Delhi-based four-year-old start-up law firm Palit & Co has expanded to five partners after hiring Amit Jain, who was formerly an executive partner at Lakshmikumaran & Sridharan (LKS), as a partner in Delhi on 2 November.
Amit Jain had been promoted in 2016 to executive partner at LKS, and specialises in indirect tax work.
LKS CEO Bipin Verma commented: “We wish him the very best.”
Jain’s hire follows Shiva Nagesh joining Palit as a tax and regulatory-specialist partner in March 2020, having before that worked as associate partner at Lexport Advocates and in-house.
A brief history of a young firm

Palit & Co had been founded in 2016 by Pallav Palit, a 2013 RMLNLU Lucknow graduate, who had previously worked at Khaitan & Co for a two-and-a-half-year stint in its Delhi litigation practice.
Palit and partner Lalitendra Gulani commented about Jain’s joining that his “decades of experience and wealth of knowledge in the field of indirect taxation will immensely help the firm to strengthen the creative and quality focused services we constantly strive to deliver to our clients”.
Palit himself specialises in had started the firm as a sole proprietorship practice, dealing in general litigation and dispute resolution, particularly in IP and commercial contracts.
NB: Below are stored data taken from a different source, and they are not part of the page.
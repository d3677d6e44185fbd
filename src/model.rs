use chrono::{DateTime, Utc};
use serde::{Deserialize, Serialize};
use serde_json::{Map, Value};

#[derive(Debug, Clone, Copy, Serialize, Deserialize, PartialEq, Eq)]
pub enum PassStatus {
    Ready,
    InProgress,
    Expired,
}

impl PassStatus {
    pub fn as_str(&self) -> &'static str {
        match self {
            PassStatus::Ready => "READY",
            PassStatus::InProgress => "IN_PROGRESS",
            PassStatus::Expired => "EXPIRED",
        }
    }

    pub fn parse(s: &str) -> Option<Self> {
        match s {
            "READY" => Some(PassStatus::Ready),
            "IN_PROGRESS" => Some(PassStatus::InProgress),
            "EXPIRED" => Some(PassStatus::Expired),
            _ => None,
        }
    }
}

#[derive(Debug, Clone, Copy, Serialize, Deserialize, PartialEq, Eq)]
pub enum BulkPassStatus {
    Ready,
    Processed,
}

impl BulkPassStatus {
    pub fn as_str(&self) -> &'static str {
        match self {
            BulkPassStatus::Ready => "READY",
            BulkPassStatus::Processed => "PROCESSED",
        }
    }

    pub fn parse(s: &str) -> Option<Self> {
        match s {
            "READY" => Some(BulkPassStatus::Ready),
            "PROCESSED" => Some(BulkPassStatus::Processed),
            _ => None,
        }
    }
}

#[derive(Debug, Clone, Copy, Serialize, Deserialize, PartialEq, Eq)]
pub enum UserStatus {
    Active,
    Inactive,
}

impl UserStatus {
    pub fn as_str(&self) -> &'static str {
        match self {
            UserStatus::Active => "ACTIVE",
            UserStatus::Inactive => "INACTIVE",
        }
    }

    pub fn parse(s: &str) -> Option<Self> {
        match s {
            "ACTIVE" => Some(UserStatus::Active),
            "INACTIVE" => Some(UserStatus::Inactive),
            _ => None,
        }
    }
}

#[derive(Debug, Clone, Copy, Serialize, Deserialize, PartialEq, Eq)]
pub enum BookingStatus {
    Ready,
    Completed,
    Cancelled,
}

impl BookingStatus {
    pub fn as_str(&self) -> &'static str {
        match self {
            BookingStatus::Ready => "READY",
            BookingStatus::Completed => "COMPLETED",
            BookingStatus::Cancelled => "CANCELLED",
        }
    }

    pub fn parse(s: &str) -> Option<Self> {
        match s {
            "READY" => Some(BookingStatus::Ready),
            "COMPLETED" => Some(BookingStatus::Completed),
            "CANCELLED" => Some(BookingStatus::Cancelled),
            _ => None,
        }
    }
}

#[derive(Debug, Clone, Copy, Serialize, Deserialize, PartialEq, Eq)]
pub enum NotificationEvent {
    BeforeClass,
}

impl NotificationEvent {
    pub fn as_str(&self) -> &'static str {
        match self {
            NotificationEvent::BeforeClass => "BEFORE_CLASS",
        }
    }

    pub fn parse(s: &str) -> Option<Self> {
        match s {
            "BEFORE_CLASS" => Some(NotificationEvent::BeforeClass),
            _ => None,
        }
    }
}

/// Outcome recorded for a job run or a step run.
#[derive(Debug, Clone, Copy, Serialize, Deserialize, PartialEq, Eq)]
pub enum RunStatus {
    Started,
    Completed,
    Failed,
}

impl RunStatus {
    pub fn as_str(&self) -> &'static str {
        match self {
            RunStatus::Started => "STARTED",
            RunStatus::Completed => "COMPLETED",
            RunStatus::Failed => "FAILED",
        }
    }

    pub fn parse(s: &str) -> Option<Self> {
        match s {
            "STARTED" => Some(RunStatus::Started),
            "COMPLETED" => Some(RunStatus::Completed),
            "FAILED" => Some(RunStatus::Failed),
            _ => None,
        }
    }
}

#[derive(Debug, Clone, Serialize, Deserialize)]
pub struct User {
    pub user_id: String,
    pub user_name: String,
    pub status: UserStatus,
    pub phone: Option<String>,
    pub meta: Map<String, Value>,
    pub created_at: DateTime<Utc>,
    pub modified_at: DateTime<Utc>,
}

impl User {
    /// Messenger identifier used for class notifications, stored under `meta.uuid`.
    pub fn messenger_uuid(&self) -> Option<&str> {
        self.meta
            .get("uuid")
            .and_then(Value::as_str)
            .filter(|s| !s.trim().is_empty())
    }
}

#[derive(Debug, Clone, Serialize, Deserialize)]
pub struct Package {
    pub package_seq: i64,
    pub package_name: String,
    /// Usage allowance; `None` means unlimited.
    pub count: Option<i32>,
    /// Validity in days; `None` means unlimited.
    pub period: Option<i32>,
    pub created_at: DateTime<Utc>,
    pub modified_at: DateTime<Utc>,
}

#[derive(Debug, Clone, Serialize, Deserialize)]
pub struct Pass {
    pub pass_seq: i64,
    pub package_seq: i64,
    pub user_id: String,
    pub status: PassStatus,
    pub remaining_count: Option<i32>,
    pub started_at: DateTime<Utc>,
    pub ended_at: Option<DateTime<Utc>>,
    pub expired_at: Option<DateTime<Utc>>,
    pub created_at: DateTime<Utc>,
    pub modified_at: DateTime<Utc>,
}

/// A pass that has not been written yet.
#[derive(Debug, Clone, PartialEq, Eq)]
pub struct NewPass {
    pub package_seq: i64,
    pub user_id: String,
    pub status: PassStatus,
    pub remaining_count: Option<i32>,
    pub started_at: DateTime<Utc>,
    pub ended_at: Option<DateTime<Utc>>,
}

#[derive(Debug, Clone, Serialize, Deserialize)]
pub struct BulkPass {
    pub bulk_pass_seq: i64,
    pub package_seq: i64,
    pub user_group_id: String,
    pub status: BulkPassStatus,
    pub count: Option<i32>,
    pub started_at: DateTime<Utc>,
    pub ended_at: Option<DateTime<Utc>>,
    pub created_at: DateTime<Utc>,
    pub modified_at: DateTime<Utc>,
}

#[derive(Debug, Clone, Serialize, Deserialize)]
pub struct UserGroupMapping {
    pub user_group_id: String,
    pub user_id: String,
    pub user_group_name: Option<String>,
    pub description: Option<String>,
}

#[derive(Debug, Clone, Serialize, Deserialize)]
pub struct Booking {
    pub booking_seq: i64,
    pub pass_seq: i64,
    pub user_id: String,
    pub status: BookingStatus,
    pub used_pass: bool,
    pub attended: bool,
    pub started_at: DateTime<Utc>,
    pub ended_at: DateTime<Utc>,
    pub cancelled_at: Option<DateTime<Utc>>,
}

#[derive(Debug, Clone, Serialize, Deserialize)]
pub struct Notification {
    pub notification_seq: i64,
    pub booking_seq: i64,
    pub user_id: String,
    pub uuid: Option<String>,
    pub event: NotificationEvent,
    pub text: String,
    pub sent: bool,
    pub sent_at: Option<DateTime<Utc>>,
}

/// A notification built from a booking, not yet persisted.
#[derive(Debug, Clone, PartialEq, Eq)]
pub struct NewNotification {
    pub booking_seq: i64,
    pub user_id: String,
    pub uuid: Option<String>,
    pub event: NotificationEvent,
    pub text: String,
}

#[derive(Debug, Clone, Serialize, Deserialize)]
pub struct JobRun {
    pub run_id: i64,
    pub run_key: String,
    pub job_name: String,
    pub status: RunStatus,
    pub started_at: DateTime<Utc>,
    pub ended_at: Option<DateTime<Utc>>,
    pub exit_message: Option<String>,
}

/// One executed step of a job run, as recorded in `step_runs`.
#[derive(Debug, Clone, Serialize, Deserialize)]
pub struct StepRun {
    pub step_run_id: i64,
    pub run_id: i64,
    pub step_name: String,
    pub status: RunStatus,
    pub read_count: i64,
    pub filter_count: i64,
    pub skip_count: i64,
    pub write_count: i64,
    pub commit_count: i64,
    pub started_at: DateTime<Utc>,
    pub ended_at: DateTime<Utc>,
    pub exit_message: Option<String>,
}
Four of the five partners are equity partners.
“We are trying to focus to grow with dedication and maintaining value and quality in what we are doing” and with an “emphasis on quality, which any good firm would have”, said Palit, but added that “we don’t want to expand very quickly”.
The firm’s clientele was mostly domestic Indian clients but also the Indian subsidiaries of several Japanese subsidiaries.
When he had started the firm, it had been “a very humble beginning” with two or three clients whom he could “ask for work and who would support me”, Palit recounted, activating his contacts and referrals in the industry, until it “organically just expanded”.
The firm had for around two years also began focusing on sending out updates on emerging legal issues to clients, which had been useful, he said.
Palit & Co currently had a “small office in Vasant Kunj” in Delhi, said Palit, and while there had been a plan to move into a bigger office before the pandemic hit, since then they had “picked juniors from different parts o the country” who are all working remotely now.
This would continue, Palit said, since the “remote way of functioning is working well for us” besides meeting up in courts when required, and a lot of other big law firms had also been doing well with remote work.